Task to carry out: Taking the records below, count the lines in which "derive" appears and supply only the count.

Dataset excerpts:
------
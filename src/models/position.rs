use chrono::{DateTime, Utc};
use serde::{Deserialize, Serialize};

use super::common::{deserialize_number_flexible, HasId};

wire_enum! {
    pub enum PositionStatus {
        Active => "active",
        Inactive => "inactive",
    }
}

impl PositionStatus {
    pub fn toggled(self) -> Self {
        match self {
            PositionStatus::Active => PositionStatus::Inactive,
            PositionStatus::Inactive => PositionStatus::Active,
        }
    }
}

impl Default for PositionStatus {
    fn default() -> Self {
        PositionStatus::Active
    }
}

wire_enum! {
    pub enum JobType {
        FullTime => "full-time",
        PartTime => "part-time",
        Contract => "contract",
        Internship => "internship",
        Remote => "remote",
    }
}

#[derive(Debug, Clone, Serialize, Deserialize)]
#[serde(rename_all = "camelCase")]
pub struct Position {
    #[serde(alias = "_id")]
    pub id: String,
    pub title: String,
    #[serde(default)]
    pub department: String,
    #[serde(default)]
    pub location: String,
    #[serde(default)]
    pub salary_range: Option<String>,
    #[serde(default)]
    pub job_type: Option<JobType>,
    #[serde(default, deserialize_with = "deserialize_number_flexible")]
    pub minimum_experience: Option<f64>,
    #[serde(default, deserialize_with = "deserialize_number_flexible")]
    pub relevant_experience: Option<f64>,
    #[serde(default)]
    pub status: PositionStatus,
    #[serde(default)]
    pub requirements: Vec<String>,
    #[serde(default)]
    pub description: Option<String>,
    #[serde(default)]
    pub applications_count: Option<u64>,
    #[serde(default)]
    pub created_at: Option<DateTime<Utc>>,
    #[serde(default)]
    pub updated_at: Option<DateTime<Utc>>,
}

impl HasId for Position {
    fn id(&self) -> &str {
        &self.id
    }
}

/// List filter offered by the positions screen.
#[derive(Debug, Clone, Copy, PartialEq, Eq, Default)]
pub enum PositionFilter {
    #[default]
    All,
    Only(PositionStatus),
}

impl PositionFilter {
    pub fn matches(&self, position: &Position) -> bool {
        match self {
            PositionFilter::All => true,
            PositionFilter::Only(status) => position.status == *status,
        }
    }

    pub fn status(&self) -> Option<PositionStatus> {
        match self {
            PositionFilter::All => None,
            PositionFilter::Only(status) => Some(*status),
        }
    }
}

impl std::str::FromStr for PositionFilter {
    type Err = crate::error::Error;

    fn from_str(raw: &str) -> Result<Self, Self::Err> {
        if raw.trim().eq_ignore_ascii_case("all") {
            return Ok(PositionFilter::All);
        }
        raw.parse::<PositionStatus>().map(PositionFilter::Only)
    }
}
------
Response area: 2